Leer las paredes

Hubo un tiempo en que se podían leer las paredes. Desde aquel icónico “que nos gobiernen las putas ya que sus hijos no pudieron” hasta declaraciones de amor, inspiradas peticiones de perdón o haikus a favor de la lucha social. Ya no.
“Ese maldito orgullo…”, leo en la latonería de un bus, el resto de la frase se ha difuminado. En los espaldares de las sillas hay firmas ininteligibles, igual en las calles. Muy coloridas, sí, pero vacías. ¡Qué desperdicio de marcadores y aerosol!
Pienso en Brian, el mesías de los Monty Python, con su plana antiimperialista en aquella muralla de Jerusalén: Romani ite domum. Yankees go home, escribían por estos lados.
Las paredes son la imprenta de los pueblos, dijo Rodolfo Walsh, el periodista asesinado por el gobierno de Videla. Nos mean y los diarios dicen que llueve, leyó en una pared porteña Eduardo Galeano. Stop making stupid people famous, reclamó algún angloparlante y lo escribió en un muro.
Voy por la calle. Me encuentro con un ojo triangular en paredes, postes, señales de tránsito. Veo escudos de equipos de fútbol, el rostro de Pablo Escobar, machotes y garabatos. Leo mensajes religiosos, apocalípticos: ¡Arrepiéntete, el fin está cerca!
Quizá es que no encontramos los sujetos, los verbos, los adjetivos necesarios. Quizá olvidamos cómo usarlos. Para escribir el Quijote, Cervantes necesitó 23.000 palabras diferentes; hoy nos bastan 5.000 para entendernos, decía un estudioso. ¡Ay, somos trasgos trashumantes en trapisonda y tremolina!

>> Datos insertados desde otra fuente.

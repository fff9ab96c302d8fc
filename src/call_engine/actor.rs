//! Session Actor
//!
//! Besitzt eine `CallSession` in einem eigenen Task und serialisiert
//! Benutzer-Intents, Relay-Nachrichten, Transport- und Scheduler-Events
//! sowie den Verbindungs-Timeout. `SessionHandle` ist die klonbare
//! Fernbedienung dafür.

use super::session::{CallError, CallEvent, CallSession, CallState, SessionReceivers};
use crate::signaling::IncomingMessage;
use tokio::sync::{broadcast, mpsc, oneshot, watch};

type Reply = oneshot::Sender<Result<(), CallError>>;

enum SessionCommand {
    Call { peer_id: String, reply: Reply },
    Accept { reply: Reply },
    Reject { reply: Reply },
    End { reply: Reply },
    Signal { message: IncomingMessage, reply: Reply },
}

impl SessionCommand {
    fn operation(&self) -> &'static str {
        match self {
            SessionCommand::Call { .. } => "initiate_call",
            SessionCommand::Accept { .. } => "accept_call",
            SessionCommand::Reject { .. } => "reject_call",
            SessionCommand::End { .. } => "end_call",
            SessionCommand::Signal { message, .. } => message.kind(),
        }
    }
}

// ============================================================================
// HANDLE
// ============================================================================

/// Klonbarer Zugriff auf eine laufende Session
#[derive(Clone)]
pub struct SessionHandle {
    commands: mpsc::UnboundedSender<SessionCommand>,
    state: watch::Receiver<CallState>,
    events: broadcast::Sender<CallEvent>,
}

impl SessionHandle {
    /// Aktueller Zustand
    pub fn state(&self) -> CallState {
        *self.state.borrow()
    }

    pub fn is_terminal(&self) -> bool {
        self.state().is_terminal()
    }

    /// Gibt einen Event-Receiver zurück
    pub fn subscribe(&self) -> broadcast::Receiver<CallEvent> {
        self.events.subscribe()
    }

    pub fn watch_state(&self) -> watch::Receiver<CallState> {
        self.state.clone()
    }

    pub async fn initiate_call(&self, peer_id: impl Into<String>) -> Result<(), CallError> {
        let peer_id = peer_id.into();
        self.request(|reply| SessionCommand::Call { peer_id, reply })
            .await
    }

    pub async fn accept_call(&self) -> Result<(), CallError> {
        self.request(|reply| SessionCommand::Accept { reply }).await
    }

    pub async fn reject_call(&self) -> Result<(), CallError> {
        self.request(|reply| SessionCommand::Reject { reply }).await
    }

    pub async fn end_call(&self) -> Result<(), CallError> {
        self.request(|reply| SessionCommand::End { reply }).await
    }

    /// Leitet eine Relay-Nachricht an die Session weiter
    pub async fn handle_signal(&self, message: IncomingMessage) -> Result<(), CallError> {
        self.request(|reply| SessionCommand::Signal { message, reply })
            .await
    }

    /// Wartet bis `Connected`. Endet die Session vorher, ist das ein
    /// Verhandlungsfehler.
    pub async fn await_connectivity_established(&self) -> Result<(), CallError> {
        let mut state = self.state.clone();
        let reached = state
            .wait_for(|s| *s == CallState::Connected || s.is_terminal())
            .await
            .map(|s| *s);

        match reached {
            Ok(CallState::Connected) => Ok(()),
            Ok(other) => Err(CallError::Negotiation(format!(
                "session reached {:?} before connectivity was established",
                other
            ))),
            Err(_) => Err(CallError::Negotiation(
                "session closed before connectivity was established".to_string(),
            )),
        }
    }

    async fn request(
        &self,
        build: impl FnOnce(Reply) -> SessionCommand,
    ) -> Result<(), CallError> {
        let (reply, response) = oneshot::channel();
        let command = build(reply);
        let operation = command.operation();

        if self.commands.send(command).is_err() {
            return Err(self.closed(operation));
        }
        response.await.unwrap_or_else(|_| Err(self.closed(operation)))
    }

    /// Der Actor ist weg, die Session also terminal
    fn closed(&self, operation: &'static str) -> CallError {
        CallError::InvalidState {
            operation,
            state: self.state(),
        }
    }
}

impl std::fmt::Debug for SessionHandle {
    fn fmt(&self, f: &mut std::fmt::Formatter<'_>) -> std::fmt::Result {
        f.debug_struct("SessionHandle")
            .field("state", &self.state())
            .finish()
    }
}

// ============================================================================
// ACTOR
// ============================================================================

/// Startet den Actor-Task für eine Session
pub fn spawn_session(session: CallSession, receivers: SessionReceivers) -> SessionHandle {
    let (commands_tx, commands_rx) = mpsc::unbounded_channel();
    let handle = SessionHandle {
        commands: commands_tx,
        state: session.watch_state(),
        events: session.event_sender(),
    };

    tokio::spawn(run(session, receivers, commands_rx));
    handle
}

async fn run(
    mut session: CallSession,
    mut receivers: SessionReceivers,
    mut commands: mpsc::UnboundedReceiver<SessionCommand>,
) {
    loop {
        let deadline = session.connect_deadline();

        tokio::select! {
            command = commands.recv() => match command {
                Some(command) => dispatch(&mut session, command).await,
                None => {
                    // Alle Handles weg: Anruf nicht verwaist lassen
                    if !session.state().is_terminal() {
                        let _ = session.end_call().await;
                    }
                }
            },
            Some(event) = receivers.transport.recv() => {
                if let Err(e) = session.on_transport_event(event).await {
                    tracing::warn!("Transport event failed: {}", e);
                }
            }
            Some(event) = receivers.scheduler.recv() => {
                if let Err(e) = session.on_scheduler_event(event).await {
                    tracing::warn!("Scheduler event failed: {}", e);
                }
            }
            _ = sleep_until(deadline) => {
                if let Err(e) = session.connectivity_timed_out().await {
                    tracing::warn!("Connect timeout: {}", e);
                }
            }
        }

        if session.state().is_terminal() {
            break;
        }
    }

    tracing::debug!("Session actor for {:?} finished", session.peer_id());
}

async fn dispatch(session: &mut CallSession, command: SessionCommand) {
    let (result, reply) = match command {
        SessionCommand::Call { peer_id, reply } => (session.initiate_call(&peer_id).await, reply),
        SessionCommand::Accept { reply } => (session.accept_call().await, reply),
        SessionCommand::Reject { reply } => (session.reject_call().await, reply),
        SessionCommand::End { reply } => (session.end_call().await, reply),
        SessionCommand::Signal { message, reply } => (session.handle_signal(message).await, reply),
    };
    let _ = reply.send(result);
}

async fn sleep_until(deadline: Option<tokio::time::Instant>) {
    match deadline {
        Some(deadline) => tokio::time::sleep_until(deadline).await,
        None => std::future::pending().await,
    }
}
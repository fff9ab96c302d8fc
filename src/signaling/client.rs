//! WebSocket Client für das Signaling-Relay
//!
//! Verwaltet die WebSocket-Verbindung zum Relay:
//! - Nachrichten serialisieren und senden
//! - Eingehende Nachrichten parsen und in Ankunftsreihenfolge weiterleiten
//! - Keep-Alive per WebSocket-Ping

use super::messages::*;
use futures::{SinkExt, StreamExt};
use parking_lot::RwLock;
use std::sync::Arc;
use std::time::Duration;
use thiserror::Error;
use tokio::sync::mpsc;
use tokio_tungstenite::{connect_async, tungstenite::Message};
use url::Url;

/// Intervall für Keep-Alive Pings
const HEARTBEAT_INTERVAL: Duration = Duration::from_secs(25);

/// Kapazität der ausgehenden Queue
const OUTGOING_QUEUE: usize = 100;

// ============================================================================
// ERROR TYPES
// ============================================================================

#[derive(Error, Debug, Clone, PartialEq, Eq)]
pub enum SignalingError {
    #[error("WebSocket connection failed: {0}")]
    ConnectionFailed(String),

    #[error("Not connected to signaling relay")]
    NotConnected,

    #[error("Failed to send message: {0}")]
    SendFailed(String),
}

// ============================================================================
// SIGNALING EVENTS
// ============================================================================

/// Events die vom SignalingClient ausgelöst werden
#[derive(Debug, Clone, PartialEq, Eq)]
pub enum SignalingEvent {
    /// Verbunden mit dem Relay
    Connected,

    /// Verbindung getrennt
    Disconnected,

    /// Nachricht vom Relay, in Ankunftsreihenfolge
    Message(IncomingMessage),
}

// ============================================================================
// SENDER SEAM
// ============================================================================

/// Alles, was Signaling-Nachrichten an das Relay abgeben kann.
///
/// `send` blockiert nie; ein Fehler heißt, dass die Nachricht nicht in die
/// Sende-Queue gelangt ist.
pub trait SignalSender: Send + Sync {
    fn send(&self, message: &OutgoingMessage) -> Result<(), SignalingError>;
}

// ============================================================================
// CLIENT STATE
// ============================================================================

#[derive(Debug, Clone, Default)]
struct ClientState {
    is_connected: bool,
    messages_received: u64,
}

// ============================================================================
// SIGNALING CLIENT
// ============================================================================

/// WebSocket Client für die Kommunikation mit dem Relay
pub struct SignalingClient {
    server_url: Url,
    state: Arc<RwLock<ClientState>>,
    tx: mpsc::Sender<Message>,
}

impl SignalingClient {
    /// Verbindet mit dem Relay.
    ///
    /// Gibt den Client und den Event-Receiver zurück. Events kommen in der
    /// Reihenfolge an, in der das Relay sie geschickt hat.
    pub async fn connect(
        server_url: Url,
    ) -> Result<(Self, mpsc::UnboundedReceiver<SignalingEvent>), SignalingError> {
        tracing::info!("Connecting to signaling relay: {}", server_url);

        let (ws_stream, _) = connect_async(server_url.as_str())
            .await
            .map_err(|e| SignalingError::ConnectionFailed(e.to_string()))?;

        let (mut write, mut read) = ws_stream.split();

        let (tx, mut rx) = mpsc::channel::<Message>(OUTGOING_QUEUE);
        let (event_tx, event_rx) = mpsc::unbounded_channel();

        let state = Arc::new(RwLock::new(ClientState {
            is_connected: true,
            ..Default::default()
        }));

        let _ = event_tx.send(SignalingEvent::Connected);

        // Read-Task
        let state_clone = Arc::clone(&state);
        tokio::spawn(async move {
            while let Some(msg_result) = read.next().await {
                match msg_result {
                    Ok(Message::Text(text)) => match serde_json::from_str::<IncomingMessage>(&text)
                    {
                        Ok(msg) => {
                            state_clone.write().messages_received += 1;
                            tracing::debug!("Received {}", msg.kind());
                            if event_tx.send(SignalingEvent::Message(msg)).is_err() {
                                break;
                            }
                        }
                        Err(e) => {
                            tracing::warn!("Ignoring unparseable relay message: {}", e);
                        }
                    },
                    Ok(Message::Close(_)) => {
                        tracing::info!("WebSocket closed by relay");
                        break;
                    }
                    Err(e) => {
                        tracing::error!("WebSocket error: {}", e);
                        break;
                    }
                    _ => {}
                }
            }

            state_clone.write().is_connected = false;
            let _ = event_tx.send(SignalingEvent::Disconnected);
        });

        // Write-Task inkl. Heartbeat
        let state_clone = Arc::clone(&state);
        tokio::spawn(async move {
            let mut heartbeat = tokio::time::interval(HEARTBEAT_INTERVAL);
            heartbeat.tick().await;
            loop {
                let outgoing = tokio::select! {
                    msg = rx.recv() => match msg {
                        Some(msg) => msg,
                        None => break,
                    },
                    _ = heartbeat.tick() => Message::Ping(Vec::new()),
                };

                if let Err(e) = write.send(outgoing).await {
                    tracing::error!("Failed to send WebSocket message: {}", e);
                    break;
                }
            }
            state_clone.write().is_connected = false;
            let _ = write.close().await;
        });

        Ok((
            Self {
                server_url,
                state,
                tx,
            },
            event_rx,
        ))
    }

    /// Prüft ob verbunden
    pub fn is_connected(&self) -> bool {
        self.state.read().is_connected
    }

    /// Serialisiert und reiht eine Nachricht ein (non-blocking)
    pub fn send_message(&self, message: &OutgoingMessage) -> Result<(), SignalingError> {
        if !self.is_connected() {
            return Err(SignalingError::NotConnected);
        }

        let text = serde_json::to_string(message)
            .map_err(|e| SignalingError::SendFailed(e.to_string()))?;

        tracing::debug!("Sending {} to {}", message.kind(), message.target());

        self.tx
            .try_send(Message::Text(text))
            .map_err(|e| SignalingError::SendFailed(e.to_string()))
    }
}

impl SignalSender for SignalingClient {
    fn send(&self, message: &OutgoingMessage) -> Result<(), SignalingError> {
        self.send_message(message)
    }
}

impl std::fmt::Debug for SignalingClient {
    fn fmt(&self, f: &mut std::fmt::Formatter<'_>) -> std::fmt::Result {
        f.debug_struct("SignalingClient")
            .field("server_url", &self.server_url.as_str())
            .field("state", &*self.state.read())
            .finish()
    }
}

#[cfg(test)]
mod tests {
    use super::*;

    fn offline_client(capacity: usize) -> (SignalingClient, mpsc::Receiver<Message>) {
        let (tx, rx) = mpsc::channel(capacity);
        let client = SignalingClient {
            server_url: Url::parse("ws://localhost:8080/ws").unwrap(),
            state: Arc::new(RwLock::new(ClientState {
                is_connected: true,
                ..Default::default()
            })),
            tx,
        };
        (client, rx)
    }

    #[test]
    fn test_send_queues_json_envelope() {
        let (client, mut rx) = offline_client(4);
        client
            .send(&OutgoingMessage::EndCall {
                to: "peer-b".to_string(),
            })
            .unwrap();

        match rx.try_recv().unwrap() {
            Message::Text(text) => {
                let value: serde_json::Value = serde_json::from_str(&text).unwrap();
                assert_eq!(value["type"], "end-call");
                assert_eq!(value["payload"]["to"], "peer-b");
            }
            other => panic!("unexpected frame {:?}", other),
        }
    }

    #[test]
    fn test_send_fails_when_disconnected() {
        let (client, _rx) = offline_client(4);
        client.state.write().is_connected = false;
        let result = client.send(&OutgoingMessage::RejectCall {
            to: "peer-a".to_string(),
        });
        assert_eq!(result, Err(SignalingError::NotConnected));
    }

    #[test]
    fn test_full_queue_is_a_send_failure() {
        let (client, _rx) = offline_client(1);
        let msg = OutgoingMessage::EndCall {
            to: "peer-b".to_string(),
        };
        client.send(&msg).unwrap();
        assert!(matches!(
            client.send(&msg),
            Err(SignalingError::SendFailed(_))
        ));
    }
}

O tal vez es que no tenemos nada que decir. Fue un golpe maestro dejarnos sin sed, canta Vetusta Morla. Y eso puede ser peor, que ni siquiera recordemos que tenemos las paredes como notarias de lo que anhelamos, perdimos o nos quitaron, porque ya no sabemos qué anhelamos, qué perdimos, qué nos quitaron.